Pull my Daisy EP de Old Magic Pallas

Sortie : 1995
Produit par Old Magic Pallas
Label : Artifact Records

Le groupe de Sao Paulo n’aura sorti au final qu’une démo, puisqu’il a splité l’année de l’enregistrement du premier album. Pour connaître le style de Old Magic Pallas, hormis deux inédits sur une compilation, il faut donc se rabattre sur ce petit recueil de six titres à peine.
Cette cassette est assez inégale, irréguliere, alternant des morceaux calmes et psychédéliques (on dit le groupe très influencé par Love, ce qui est un peu vrai) et d’autres plus rêveurs et magnifiés. Le langoureux « Daydreaming », dont les chants légers et fantomatiques se voient noyés par des dentelles de distorsions, succède ainsi à « Jane », sorte de bossa-nova calme et insouciante.
La voix de Chris Munin est un vrai délice, chaude, ouatée et magnifique, elle donne grâce à leur musique, que ce soit sur un folk fatigué (« Raindrops ») ou un assaut transcendant, basé sur des rythmes dansants, répétitifs, des boucles arabisantes et des saturations (le très court « Twiggy », presque inachevé).

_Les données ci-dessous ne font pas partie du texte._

//! Sentiment scorer
//!
//! Scores an article section by section (title, summary, content):
//! - lexicon matches weighted by band and section
//! - intensifiers, diminishers and negations within the match window
//! - positional emphasis at the edges of each section
//! - sentence-level negation parity
//! - nuance reshaping, then a semantic boost from entity analysis
//!
//! Scoring never fails: blank input yields a zero-confidence neutral result.

use chrono::{DateTime, Utc};
use std::collections::HashSet;
use tracing::{debug, trace};

use humeur_core::text;
use humeur_core::{
    clamp_or_zero, Article, ContextualFactors, Intensity, SemanticAnalysis, SemanticAnalyzer,
    Sentiment, SentimentResult,
};

use crate::{
    Lexicon, Modifier, NuanceProfile, Polarity, ScoringConfig, ScoringError, SemanticBoost,
};

/// Evidence weight at which lexical coverage reaches one half
const EVIDENCE_SATURATION: f64 = 4.0;

/// Confidence for non-blank text without any lexicon hit
const NO_EVIDENCE_CONFIDENCE: f64 = 0.2;

/// Raw lexical evidence before nuance and semantic adjustments
#[derive(Debug, Clone, Default, PartialEq)]
pub struct LexicalTotals {
    pub positive: f64,
    pub negative: f64,
    /// Match magnitude found in the title
    pub title_evidence: f64,
    /// Match magnitude found in summary and content
    pub body_evidence: f64,
    /// Matched terms in order of first appearance
    pub terms: Vec<String>,
}

impl LexicalTotals {
    pub fn evidence(&self) -> f64 {
        self.positive + self.negative
    }

    fn add(&mut self, polarity: Polarity, amount: f64) {
        match polarity {
            Polarity::Positive => self.positive += amount,
            Polarity::Negative => self.negative += amount,
        }
    }

    fn record_term(&mut self, term: &str) {
        if !self.terms.iter().any(|t| t == term) {
            self.terms.push(term.to_string());
        }
    }
}

#[derive(Debug, Clone, Copy, PartialEq, Eq)]
enum Section {
    Title,
    Summary,
    Content,
}

impl Section {
    fn weight(self, config: &ScoringConfig) -> f64 {
        match self {
            Section::Title => config.title_weight,
            Section::Summary => config.summary_weight,
            Section::Content => config.content_weight,
        }
    }
}

/// Multi-factor sentiment scorer
#[derive(Debug, Clone)]
pub struct SentimentScorer {
    lexicon: Lexicon,
    analyzer: SemanticAnalyzer,
    config: ScoringConfig,
}

impl SentimentScorer {
    pub fn new(lexicon: Lexicon, analyzer: SemanticAnalyzer, config: ScoringConfig) -> Self {
        Self {
            lexicon,
            analyzer,
            config,
        }
    }

    /// Scorer over the embedded French lexicon and semantic data
    pub fn french() -> Result<Self, ScoringError> {
        Ok(Self::new(
            Lexicon::french()?,
            SemanticAnalyzer::french()?,
            ScoringConfig::default(),
        ))
    }

    pub fn with_config(mut self, config: ScoringConfig) -> Self {
        self.config = config;
        self
    }

    pub fn config(&self) -> &ScoringConfig {
        &self.config
    }

    pub fn set_config(&mut self, config: ScoringConfig) {
        self.config = config;
    }

    pub fn lexicon(&self) -> &Lexicon {
        &self.lexicon
    }

    pub fn analyzer(&self) -> &SemanticAnalyzer {
        &self.analyzer
    }

    /// Score an article against the current clock
    pub fn score(&self, article: &Article) -> SentimentResult {
        self.score_at(article, Utc::now())
    }

    /// Score an article, measuring recency from `now`
    pub fn score_at(&self, article: &Article, now: DateTime<Utc>) -> SentimentResult {
        if article.is_blank() {
            return SentimentResult::neutral();
        }
        let analysis = self.analyzer.analyze(&article.full_text());
        self.score_with_analysis(article, &analysis, now)
    }

    /// Score bare text as an article body
    pub fn score_text(&self, text: &str) -> SentimentResult {
        self.score_at(&Article::new("", "", text), Utc::now())
    }

    /// Score an article with a semantic analysis computed by the caller
    pub fn score_with_analysis(
        &self,
        article: &Article,
        analysis: &SemanticAnalysis,
        now: DateTime<Utc>,
    ) -> SentimentResult {
        if article.is_blank() {
            return SentimentResult::neutral();
        }

        let totals = self.article_totals(article);
        let full = article.full_text();
        let lower = full.to_lowercase();

        let nuance_config = &self.config.nuance;
        let nuances = NuanceProfile::detect(
            &self.lexicon,
            &lower,
            totals.positive,
            totals.negative,
            nuance_config,
        );
        let (positive, negative) =
            nuances.adjust_totals(totals.positive, totals.negative, nuance_config);

        let raw = (positive - negative) / (positive + negative).max(1.0);
        let boost = SemanticBoost::from_analysis(analysis, raw, &self.config.boost);
        let score = clamp_or_zero(
            raw * boost.score_multiplier * self.config.calibration_factor,
            -1.0,
            1.0,
        );

        let confidence = base_confidence(positive, negative) * boost.confidence_multiplier
            + analysis.semantic_density * self.config.density_confidence_weight;
        let confidence = clamp_or_zero(
            nuances.adjust_confidence(confidence, nuance_config),
            0.0,
            1.0,
        );

        let complexity = linguistic_complexity(&full);
        let threshold = self.config.base_threshold
            - confidence * self.config.confidence_threshold_slope
            + nuances.threshold_boost(nuance_config);
        let sentiment = Sentiment::from_score(score, threshold);
        let intensity = self.intensity(score, complexity);

        let located = totals.title_evidence + totals.body_evidence;
        let (title_weight, content_weight) = if located > 0.0 {
            (totals.title_evidence / located, totals.body_evidence / located)
        } else {
            (0.0, 0.0)
        };

        debug!(
            article = %article.id,
            %sentiment,
            score,
            confidence,
            nuances = ?nuances.detected(),
            "article scored"
        );

        SentimentResult {
            sentiment,
            score,
            confidence,
            intensity,
            emotions: totals.terms,
            contextual_factors: ContextualFactors {
                title_weight,
                content_weight,
                temporal_relevance: self.temporal_relevance(article.publish_date, now),
                linguistic_complexity: complexity,
                semantic_entity_count: analysis.entities.len(),
                semantic_density: analysis.semantic_density,
            },
        }
        .clamped()
    }

    /// Raw positive/negative totals of `text` scored as article content
    pub fn lexical_totals(&self, text: &str) -> LexicalTotals {
        let mut totals = LexicalTotals::default();
        if !text.trim().is_empty() {
            self.accumulate(text, Section::Content, &mut totals);
        }
        totals
    }

    /// `exp(-age / decay)`, 1.0 for undated or future articles
    pub fn temporal_relevance(
        &self,
        publish_date: Option<DateTime<Utc>>,
        now: DateTime<Utc>,
    ) -> f64 {
        match publish_date {
            Some(date) if date < now => {
                let age_days = (now - date).num_seconds() as f64 / 86_400.0;
                (-age_days / self.config.recency_decay_days.max(f64::EPSILON)).exp()
            }
            _ => 1.0,
        }
    }

    fn article_totals(&self, article: &Article) -> LexicalTotals {
        let mut totals = LexicalTotals::default();
        for (section, body) in [
            (Section::Title, &article.title),
            (Section::Summary, &article.summary),
            (Section::Content, &article.content),
        ] {
            if !body.trim().is_empty() {
                self.accumulate(body, section, &mut totals);
            }
        }
        totals
    }

    fn accumulate(&self, body: &str, section: Section, totals: &mut LexicalTotals) {
        let lower = body.to_lowercase();
        let weight = section.weight(&self.config);
        let length = lower.chars().count().max(1) as f64;

        let sentences = text::sentences(&lower);
        let sentence_negations: Vec<usize> = sentences
            .iter()
            .map(|s| self.lexicon.count_modifier(Modifier::Negation, s.text))
            .collect();

        for hit in self.lexicon.find_terms(&lower) {
            let sentence = sentences
                .iter()
                .zip(&sentence_negations)
                .find(|(s, _)| s.start <= hit.start && hit.start < s.end);
            let (lo, hi) = sentence
                .map(|(s, _)| (s.start.min(hit.start), s.end.max(hit.end)))
                .unwrap_or((0, lower.len()));

            let (from, to) =
                text::window(&lower, hit.start, hit.end, self.config.context_radius, lo, hi);
            let before = &lower[from..hit.start];
            let after = &lower[hit.end..to];

            let mut magnitude = hit.entry.weight * weight;
            if self.modifier_near(Modifier::Intensifier, before, after) > 0 {
                magnitude *= self.config.intensifier_multiplier;
            }
            if self.modifier_near(Modifier::Diminisher, before, after) > 0 {
                magnitude *= self.config.diminisher_multiplier;
            }
            let offset = lower[..hit.start].chars().count() as f64;
            magnitude *= self.config.position_weight(offset / length);

            let local = self.modifier_near(Modifier::Negation, before, after);
            let in_sentence = sentence.map(|(_, n)| *n).unwrap_or(local);
            let (kept, flipped) = self.negation_split(local, in_sentence);

            totals.add(hit.entry.polarity, magnitude * kept);
            totals.add(hit.entry.polarity.opposite(), magnitude * flipped);
            match section {
                Section::Title => totals.title_evidence += magnitude,
                Section::Summary | Section::Content => totals.body_evidence += magnitude,
            }
            totals.record_term(&hit.entry.term);

            trace!(term = %hit.entry.term, magnitude, local, in_sentence, "lexicon hit");
        }
    }

    fn modifier_near(&self, modifier: Modifier, before: &str, after: &str) -> usize {
        self.lexicon.count_modifier(modifier, before) + self.lexicon.count_modifier(modifier, after)
    }

    /// Shares of a match kept on its own pole and moved to the opposite one
    ///
    /// An even number of negation markers in the sentence reinstates the
    /// original polarity (damped); an odd number inverts it, fully damped when
    /// a marker sits in the match window, partially shifted otherwise.
    fn negation_split(&self, local: usize, in_sentence: usize) -> (f64, f64) {
        let negation = &self.config.negation;
        let count = local.max(in_sentence);

        if count == 0 {
            (1.0, 0.0)
        } else if count % 2 == 0 {
            (1.0 - negation.double_negation_damping, 0.0)
        } else if local > 0 {
            (0.0, negation.local_factor)
        } else {
            (1.0 - negation.sentence_shift, negation.sentence_shift)
        }
    }

    fn intensity(&self, score: f64, complexity: f64) -> Intensity {
        let magnitude = score.abs();
        if magnitude > self.config.high_intensity - complexity * 0.1 {
            Intensity::High
        } else if magnitude > self.config.medium_intensity - complexity * 0.05 {
            Intensity::Medium
        } else {
            Intensity::Low
        }
    }
}

/// Confidence from how much evidence there is and how one-sided it is
fn base_confidence(positive: f64, negative: f64) -> f64 {
    let evidence = positive + negative;
    if evidence <= 0.0 {
        return NO_EVIDENCE_CONFIDENCE;
    }
    let coverage = evidence / (evidence + EVIDENCE_SATURATION);
    let agreement = (positive - negative).abs() / evidence;
    0.3 + 0.4 * coverage + 0.3 * agreement
}

/// Mean of normalized word length, sentence length and lexical diversity
pub fn linguistic_complexity(body: &str) -> f64 {
    let words: Vec<&str> = text::words(body).collect();
    if words.is_empty() {
        return 0.0;
    }

    let count = words.len() as f64;
    let avg_word = words.iter().map(|w| w.chars().count()).sum::<usize>() as f64 / count;
    let avg_sentence = count / text::sentences(body).len().max(1) as f64;
    let unique: HashSet<String> = words.iter().map(|w| w.to_lowercase()).collect();
    let diversity = unique.len() as f64 / count;

    ((avg_word / 10.0).min(1.0) + (avg_sentence / 30.0).min(1.0) + diversity) / 3.0
}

De ce maigre recueil (on ne peut que regretter amèrement que le groupe n’ait jamais pu prolonger leur carrière), il subsiste tout de même une vraie merveille, un titre incroyable, un bout d’éternité, prélevé par magie et enregistré à jamais sur une bande magnétique. Le petit riff du début de « Stargazer », indolent, cool, simple mais terriblement addictif, provoque aussitôt l’adhésion et l’attachement. Et lorsque la voix divine de Chris Munin tombe, on plie ! Notamment lorsqu’elle se dédouble, se gorge de chœurs d’anges, et qu’on a l’impression d’écouter les litanies de muses ou de nymphes légèrement pernicieuses et indolentes. C’est ce détachement, cette voix à la fois douce et grave, qui fait tout le charme du morceau, surtout si cette fausse paresse luxueuse est traversé d’une déferlante de saturations réverbérées.